[Data extracts Boundary: Start]

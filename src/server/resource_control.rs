//! Admission control for a single file.
//!
//! Readers take one permit from a fair semaphore holding `reader_capacity`
//! permits. Writers first take the fair writer gate, then ask for every permit
//! in a single request. Both primitives queue in arrival order, so once a
//! writer is waiting for permits, readers that arrive after it queue behind it
//! and nobody waits on a stream of later arrivals.
//!
//! Sessions are only registered after every primitive they need is held, and
//! the mode is derived from the registry, so a writer that holds the gate but
//! is still collecting permits is never visible. Dropping a pending open hands
//! back whatever it had collected.
use super::{AccessHandle, AccessToken, Mode, ServerConfig};
use std::collections::HashMap;
use std::sync::Arc;
use std::time::Duration;
use thiserror::Error;
use tokio::sync::{AcquireError, Mutex, OwnedMutexGuard, OwnedSemaphorePermit, Semaphore};
use tokio_util::sync::CancellationToken;

#[derive(Debug)]
pub struct ResourceControl {
    name: String,
    capacity: u32,
    slots: Arc<Semaphore>,
    gate: Arc<Mutex<()>>,
    state: Mutex<ControlState>,
}

#[derive(Debug)]
struct ControlState {
    content: String,
    readers: HashMap<AccessToken, OwnedSemaphorePermit>,
    writer: Option<WriterLease>,
}

/// Everything an admitted writer holds. Dropping it frees the gate and all permits.
#[derive(Debug)]
struct WriterLease {
    token: AccessToken,
    _slots: OwnedSemaphorePermit,
    _gate: OwnedMutexGuard<()>,
}

/// Point in time view of who holds a file.
#[derive(Copy, Clone, Debug, PartialEq)]
pub struct Occupancy {
    pub readers: usize,
    pub writer: bool,
    pub free_slots: usize,
}

impl ResourceControl {
    pub fn new(name: String, content: String, config: &ServerConfig) -> ResourceControl {
        let capacity = config.reader_capacity();
        ResourceControl {
            name,
            capacity,
            slots: Arc::new(Semaphore::new(capacity as usize)),
            gate: Arc::new(Mutex::new(())),
            state: Mutex::new(ControlState {
                content,
                readers: HashMap::new(),
                writer: None,
            }),
        }
    }

    pub fn name(&self) -> &str {
        &self.name
    }

    pub fn capacity(&self) -> u32 {
        self.capacity
    }

    /// Waits until the file can be held in `mode`, then returns a handle with
    /// a copy of the current contents.
    pub async fn open(&self, mode: Mode) -> Result<AccessHandle, ResourceControlError> {
        match mode {
            Mode::Readable => self.open_read().await,
            Mode::ReadWrite => self.open_write().await,
            _ => Err(ResourceControlError::InvalidMode(self.name.clone(), mode)),
        }
    }

    /// Same as `open` but gives up once `limit` has passed.
    pub async fn open_timeout(
        &self,
        mode: Mode,
        limit: Duration,
    ) -> Result<AccessHandle, ResourceControlError> {
        match tokio::time::timeout(limit, self.open(mode)).await {
            Ok(res) => res,
            Err(_) => {
                debug!("Open of {0} as {1} timed out after {2:?}", self.name, mode, limit);
                Err(ResourceControlError::Cancelled(self.name.clone(), mode))
            }
        }
    }

    /// Same as `open` but gives up as soon as `cancel` fires.
    pub async fn open_cancellable(
        &self,
        mode: Mode,
        cancel: &CancellationToken,
    ) -> Result<AccessHandle, ResourceControlError> {
        tokio::select! {
            biased;
            _ = cancel.cancelled() => {
                debug!("Open of {0} as {1} was cancelled", self.name, mode);
                Err(ResourceControlError::Cancelled(self.name.clone(), mode))
            }
            res = self.open(mode) => res,
        }
    }

    async fn open_read(&self) -> Result<AccessHandle, ResourceControlError> {
        let permit = self.slots.clone().acquire_owned().await?;

        let mut state = self.state.lock().await;
        let handle = AccessHandle::new(self.name.clone(), Mode::Readable, state.content.clone());
        state.readers.insert(handle.token(), permit);

        debug!(
            "Admitted reader {0} on {1}, {2} readers",
            handle.token(),
            self.name,
            state.readers.len()
        );
        Ok(handle)
    }

    async fn open_write(&self) -> Result<AccessHandle, ResourceControlError> {
        let gate = self.gate.clone().lock_owned().await;
        let slots = self
            .slots
            .clone()
            .acquire_many_owned(self.capacity)
            .await?;

        let mut state = self.state.lock().await;
        let handle = AccessHandle::new(self.name.clone(), Mode::ReadWrite, state.content.clone());
        state.writer = Some(WriterLease {
            token: handle.token(),
            _slots: slots,
            _gate: gate,
        });

        debug!("Admitted writer {0} on {1}", handle.token(), self.name);
        Ok(handle)
    }

    /// Ends the session behind `handle`. A writer's buffered contents become the
    /// file contents. Closing a session this file does not have registered is
    /// rejected without touching any state.
    pub async fn close(&self, handle: &AccessHandle) -> Result<(), ResourceControlError> {
        if handle.name() != self.name {
            return Err(self.violation(handle));
        }

        let mut state = self.state.lock().await;
        match handle.mode() {
            Mode::Readable => match state.readers.remove(&handle.token()) {
                Some(permit) => {
                    drop(permit);
                    debug!(
                        "Released reader {0} on {1}, {2} readers",
                        handle.token(),
                        self.name,
                        state.readers.len()
                    );
                    Ok(())
                }
                None => Err(self.violation(handle)),
            },
            Mode::ReadWrite => {
                let owns_file = matches!(&state.writer, Some(w) if w.token == handle.token());
                if !owns_file {
                    return Err(self.violation(handle));
                }

                if let Some(p) = handle.pending() {
                    state.content = p.to_string();
                }
                state.writer = None;

                debug!("Released writer {0} on {1}", handle.token(), self.name);
                Ok(())
            }
            _ => Err(self.violation(handle)),
        }
    }

    fn violation(&self, handle: &AccessHandle) -> ResourceControlError {
        warn!(
            "Rejected close of {0} session {1} on {2}, it is not registered",
            handle.mode(),
            handle.token(),
            self.name
        );
        ResourceControlError::ProtocolViolation(self.name.clone(), handle.mode(), handle.token())
    }

    pub async fn status(&self) -> Mode {
        let state = self.state.lock().await;
        if state.writer.is_some() {
            Mode::ReadWrite
        } else if !state.readers.is_empty() {
            Mode::Readable
        } else {
            Mode::Closed
        }
    }

    pub async fn occupancy(&self) -> Occupancy {
        let state = self.state.lock().await;
        let capacity = self.capacity as usize;
        let writer = state.writer.is_some();
        let held = if writer {
            capacity
        } else {
            state.readers.len()
        };

        Occupancy {
            readers: state.readers.len(),
            writer,
            free_slots: capacity - held,
        }
    }
}

#[derive(Debug, Error)]
pub enum ResourceControlError {
    #[error(transparent)]
    AcquireError(#[from] AcquireError),
    #[error("Open of {0} as {1} was cancelled before it was admitted")]
    Cancelled(String, Mode),
    #[error("Cannot open {0} as {1}, only Readable or ReadWrite are allowed")]
    InvalidMode(String, Mode),
    #[error("Protocol violation on {0}, {1} session {2} is not registered")]
    ProtocolViolation(String, Mode, AccessToken),
}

[Data extracts Boundary: End]

● **Task details**:
Print exactly the lines of the listing above starting at the line containing "state.readers.insert(handle.token(), permit);" and ending at the line containing "let slots = self", both included.

● **Exercise solution**:
        state.readers.insert(handle.token(), permit);

        debug!(
            "Admitted reader {0} on {1}, {2} readers",
            handle.token(),
            self.name,
            state.readers.len()
        );
        Ok(handle)
    }

    async fn open_write(&self) -> Result<AccessHandle, ResourceControlError> {
        let gate = self.gate.clone().lock_owned().await;
        let slots = self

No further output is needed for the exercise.